Last Night’s Date
The date last night was with a long-time friend from Helena. He is the one who took me hunting this year and who I have dated off and on for well over a year.
I sometimes wonder what the hell I’m doing dating him. I’ve had this man in my life since July, 2004 and neither of us have made a commitment, nor have we really discussed where the relationship may or may not go. Is that odd, or is it normal and healthy and non-rushing of things that not ought to be rushed? And why can’t I figure out which it is?
Granted, I don’t want to get married today, this year, and not next year. Probably not ever, when it comes right down to it. However I seem to always want things to be defined anyway. Helena boyfriend and I defined our relationship about a year ago as just friends. We don’t see each other enough for it to be more than friends, but we keep in contact too frequently and make an effort to see each other more than my other “just friends” people.
It’s confusing.
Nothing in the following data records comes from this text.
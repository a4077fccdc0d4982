//! Trade orchestration
//!
//! Composes credential lookup, ticker resolution, quoting and execution into
//! one flow:
//!
//! ```text
//! validate -> fetch credentials -> build signer -> resolve -> quote -> execute
//! ```
//!
//! Every failure is reported as a `TradeResult` naming the stage that failed.
//! Input validation happens first so malformed input never reaches the secret
//! store.

use crate::config::{ChainConfig, Config, RpcConfig, TradingConfig};
use crate::error::ErrorKind;
use crate::relay::{QuoteRequest, QuoteService, RelayClient, SwapExecutor, TradeType};
use crate::resolver::{ResolvedToken, TickerResolver};
use crate::secrets::{CredentialFetcher, OpenServSecretStore};
use crate::tokens::{to_smallest_unit, InputCurrency};
use crate::wallet::{RpcSignerFactory, SignerFactory};
use crate::{Error, Result};
use alloy::primitives::U256;
use schemars::JsonSchema;
use secrecy::SecretString;
use serde::{Deserialize, Serialize};
use std::sync::Arc;
use tracing::Instrument;
use ts_rs::TS;
use uuid::Uuid;

/// Arguments of a `trade_token` call
#[derive(Debug, Clone, PartialEq, Serialize, Deserialize, JsonSchema, TS)]
#[ts(export)]
#[serde(rename_all = "camelCase")]
pub struct TradeRequest {
    /// Ticker of the token to buy, e.g. "SERV" or "$brett"
    pub ticker: String,
    /// Human-readable amount of the input currency, e.g. "0.1"
    pub amount: String,
    /// Currency to spend
    #[serde(alias = "input_currency")]
    pub input_currency: InputCurrency,
    /// Slippage tolerance in percent, e.g. "2" or "0.5%"
    #[serde(default, deserialize_with = "slippage_text")]
    #[schemars(with = "Option<String>")]
    #[ts(optional)]
    pub slippage: Option<String>,
    /// Name of the workspace secret holding the private key
    #[serde(alias = "pk_name", alias = "secret_name")]
    pub secret_name: String,
}

/// Slippage arrives as text ("2%") or as a bare number
fn slippage_text<'de, D>(deserializer: D) -> std::result::Result<Option<String>, D::Error>
where
    D: serde::Deserializer<'de>,
{
    match Option::<serde_json::Value>::deserialize(deserializer)? {
        None | Some(serde_json::Value::Null) => Ok(None),
        Some(serde_json::Value::String(s)) => Ok(Some(s)),
        Some(serde_json::Value::Number(n)) => Ok(Some(n.to_string())),
        Some(other) => Err(serde::de::Error::custom(format!(
            "slippage must be a string or number, got {}",
            other
        ))),
    }
}

/// Stage of the trade flow, reported when a trade fails
#[derive(Debug, Clone, Copy, PartialEq, Eq, Serialize, Deserialize)]
#[serde(rename_all = "snake_case")]
pub enum TradeStage {
    Validate,
    FetchCredentials,
    BuildSigner,
    ResolveToken,
    GetQuote,
    Execute,
}

/// Outcome of a trade. Either every success field is set or every failure
/// field is; the constructors are the only way to build one.
#[derive(Debug, Clone, PartialEq, Serialize, Deserialize)]
#[serde(rename_all = "camelCase")]
pub struct TradeResult {
    pub success: bool,
    #[serde(skip_serializing_if = "Option::is_none")]
    pub transaction_hash: Option<String>,
    #[serde(skip_serializing_if = "Option::is_none")]
    pub explorer_url: Option<String>,
    #[serde(skip_serializing_if = "Option::is_none")]
    pub resolved_token: Option<ResolvedToken>,
    #[serde(skip_serializing_if = "Option::is_none")]
    pub input_amount: Option<String>,
    #[serde(skip_serializing_if = "Option::is_none")]
    pub input_currency: Option<String>,
    #[serde(skip_serializing_if = "Option::is_none")]
    pub ticker: Option<String>,
    #[serde(skip_serializing_if = "Option::is_none")]
    pub chain: Option<String>,
    #[serde(skip_serializing_if = "Option::is_none")]
    pub message: Option<String>,
    #[serde(skip_serializing_if = "Option::is_none")]
    pub error_kind: Option<ErrorKind>,
    #[serde(skip_serializing_if = "Option::is_none")]
    pub error_message: Option<String>,
    #[serde(skip_serializing_if = "Option::is_none")]
    pub failed_stage: Option<TradeStage>,
    #[serde(skip_serializing_if = "Option::is_none")]
    pub available_secrets: Option<Vec<String>>,
}

impl TradeResult {
    pub fn success(
        transaction_hash: String,
        chain: &ChainConfig,
        token: ResolvedToken,
        request: &TradeRequest,
    ) -> Self {
        let message = format!(
            "Swapped {} {} for {} on {}",
            request.amount,
            request.input_currency.symbol(),
            token.symbol,
            chain.name
        );
        Self {
            success: true,
            explorer_url: Some(chain.explorer_url(&transaction_hash)),
            transaction_hash: Some(transaction_hash),
            resolved_token: Some(token),
            input_amount: Some(request.amount.clone()),
            input_currency: Some(request.input_currency.symbol().to_string()),
            ticker: Some(request.ticker.clone()),
            chain: Some(chain.name.clone()),
            message: Some(message),
            error_kind: None,
            error_message: None,
            failed_stage: None,
            available_secrets: None,
        }
    }

    pub fn failure(kind: ErrorKind, message: impl Into<String>) -> Self {
        Self {
            success: false,
            transaction_hash: None,
            explorer_url: None,
            resolved_token: None,
            input_amount: None,
            input_currency: None,
            ticker: None,
            chain: None,
            message: None,
            error_kind: Some(kind),
            error_message: Some(message.into()),
            failed_stage: None,
            available_secrets: None,
        }
    }

    fn from_error(error: Error, stage: TradeStage, ticker: &str) -> Self {
        let mut result = Self::failure(error.kind(), error.to_string());
        result.failed_stage = Some(stage);
        if !ticker.is_empty() {
            result.ticker = Some(ticker.to_string());
        }
        if let Error::SecretNotFound { available, .. } = error {
            result.available_secrets = Some(available);
        }
        result
    }
}

/// Parse a slippage percentage ("2", "0.5%") into basis points
pub fn slippage_bps(slippage: &str) -> Result<u32> {
    let trimmed = slippage.trim();
    let number = trimmed.strip_suffix('%').unwrap_or(trimmed).trim();
    let percent: f64 = number
        .parse()
        .map_err(|_| Error::InvalidArgument(format!("Invalid slippage \"{}\"", slippage)))?;
    if !percent.is_finite() || !(0.0..=100.0).contains(&percent) {
        return Err(Error::InvalidArgument(format!(
            "Slippage must be between 0 and 100 percent, got {}",
            slippage
        )));
    }
    Ok(percent_to_bps(percent))
}

pub fn percent_to_bps(percent: f64) -> u32 {
    (percent * 100.0).round() as u32
}

struct StageError {
    stage: TradeStage,
    error: Error,
}

trait AtStage<T> {
    fn at(self, stage: TradeStage) -> std::result::Result<T, StageError>;
}

impl<T> AtStage<T> for Result<T> {
    fn at(self, stage: TradeStage) -> std::result::Result<T, StageError> {
        self.map_err(|error| StageError { stage, error })
    }
}

/// Validated, converted trade inputs
struct TradePlan {
    amount_in: U256,
    slippage_bps: u32,
}

/// Runs `trade_token`
pub struct TradeOrchestrator {
    credentials: CredentialFetcher,
    resolver: TickerResolver,
    quotes: Arc<dyn QuoteService>,
    executor: SwapExecutor,
    signers: Arc<dyn SignerFactory>,
    chain: ChainConfig,
    trading: TradingConfig,
}

impl TradeOrchestrator {
    pub fn new(
        credentials: CredentialFetcher,
        resolver: TickerResolver,
        quotes: Arc<dyn QuoteService>,
        signers: Arc<dyn SignerFactory>,
        config: &Config,
    ) -> Self {
        Self {
            credentials,
            resolver,
            quotes,
            executor: SwapExecutor::new(config.chain.chain_id),
            signers,
            chain: config.chain.clone(),
            trading: config.trading.clone(),
        }
    }

    /// Wire the live HTTP and RPC collaborators
    pub fn from_config(config: &Config, rpc: &RpcConfig) -> Result<Self> {
        let client = config.http.build_client()?;

        let api_key = Config::openserv_api_key().map(SecretString::from);
        if api_key.is_none() {
            tracing::warn!("OPENSERV_API_KEY is not set; trades will fail at credential lookup");
        }
        let store = OpenServSecretStore::new(
            client.clone(),
            &config.endpoints.openserv_api_url,
            api_key,
        );

        let rpc_url = config.chain.rpc_endpoint(rpc)?;
        let signers = RpcSignerFactory::new(
            rpc_url,
            config.chain.chain_id,
            config.http.receipt_timeout(),
        )?;

        let quotes = RelayClient::new(
            client.clone(),
            &config.endpoints.relay_api_url,
            Some(config.trading.referrer.clone()).filter(|r| !r.is_empty()),
        );

        Ok(Self::new(
            CredentialFetcher::new(Box::new(store)),
            TickerResolver::with_default_sources(client, config),
            Arc::new(quotes),
            Arc::new(signers),
            config,
        ))
    }

    /// Execute a trade. Never fails: errors become failure results.
    pub async fn trade(&self, workspace_id: Option<&str>, request: &TradeRequest) -> TradeResult {
        let span = tracing::info_span!(
            "trade",
            trade_id = %Uuid::new_v4(),
            ticker = %request.ticker,
            currency = request.input_currency.symbol(),
        );

        async {
            match self.run(workspace_id, request).await {
                Ok(result) => result,
                Err(StageError { stage, error }) => {
                    tracing::error!(stage = ?stage, kind = ?error.kind(), error = %error, "Trade failed");
                    TradeResult::from_error(error, stage, &request.ticker)
                }
            }
        }
        .instrument(span)
        .await
    }

    fn validate(&self, request: &TradeRequest) -> Result<TradePlan> {
        if request.ticker.trim().is_empty() {
            return Err(Error::InvalidArgument("Ticker is required".to_string()));
        }
        if request.secret_name.trim().is_empty() {
            return Err(Error::InvalidArgument("Secret name is required".to_string()));
        }

        let amount_in = to_smallest_unit(&request.amount, request.input_currency.decimals())?;
        if amount_in.is_zero() {
            return Err(Error::InvalidArgument(format!(
                "Amount {} {} is zero in smallest units",
                request.amount,
                request.input_currency.symbol()
            )));
        }

        let slippage_bps = match request.slippage.as_deref() {
            Some(s) if !s.trim().is_empty() => slippage_bps(s)?,
            _ => percent_to_bps(self.trading.default_slippage_percent),
        };

        Ok(TradePlan {
            amount_in,
            slippage_bps,
        })
    }

    async fn run(
        &self,
        workspace_id: Option<&str>,
        request: &TradeRequest,
    ) -> std::result::Result<TradeResult, StageError> {
        let workspace_id = workspace_id
            .map(str::trim)
            .filter(|id| !id.is_empty())
            .ok_or_else(|| Error::Config("Workspace context is missing".to_string()))
            .at(TradeStage::Validate)?;

        let plan = self.validate(request).at(TradeStage::Validate)?;

        let key = self
            .credentials
            .fetch_private_key(workspace_id, &request.secret_name)
            .await
            .at(TradeStage::FetchCredentials)?;

        let signer = self.signers.signer(&key).at(TradeStage::BuildSigner)?;
        drop(key);
        let trader = signer.address().to_string().to_lowercase();

        let token = self
            .resolver
            .resolve(&request.ticker)
            .await
            .ok_or_else(|| Error::TokenNotFound(request.ticker.clone()))
            .at(TradeStage::ResolveToken)?;

        let quote_request = QuoteRequest {
            chain_id: self.chain.chain_id,
            to_chain_id: self.chain.chain_id,
            input_currency_address: self
                .chain
                .currency_address(request.input_currency)
                .to_lowercase(),
            output_currency_address: token.address.clone(),
            amount_in_smallest_unit: plan.amount_in.to_string(),
            trader_address: trader,
            recipient_address: None,
            trade_type: TradeType::ExactInput,
            slippage_bps: Some(plan.slippage_bps),
        };

        let quote = self
            .quotes
            .get_quote(&quote_request)
            .await
            .at(TradeStage::GetQuote)?;

        tracing::info!(
            amount_in = %quote_request.amount_in_smallest_unit,
            slippage_bps = plan.slippage_bps,
            expected_out = quote.expected_output().unwrap_or("unknown"),
            price_impact_percent = quote.price_impact_percent().unwrap_or("unknown"),
            steps = quote.steps().len(),
            "Quote received"
        );

        let tx_hash = self
            .executor
            .execute(&quote, signer.as_ref())
            .await
            .at(TradeStage::Execute)?;

        tracing::info!(tx_hash = %tx_hash, token = %token.address, "Trade executed");
        Ok(TradeResult::success(tx_hash, &self.chain, token, request))
    }
}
Yet I encourage many of my single friends to get out there and start dating. I wonder if misery just loves company!
At any rate, it was nice to have the kids out of the house and indulge in some real adult conversation about our days. It was nice to have someone look me in the eye and care about what has been going on with me lately. It was nice to zone on the Christmas tree lights and not worry about the silences. I will probably date again, in other words, confusing as it is today.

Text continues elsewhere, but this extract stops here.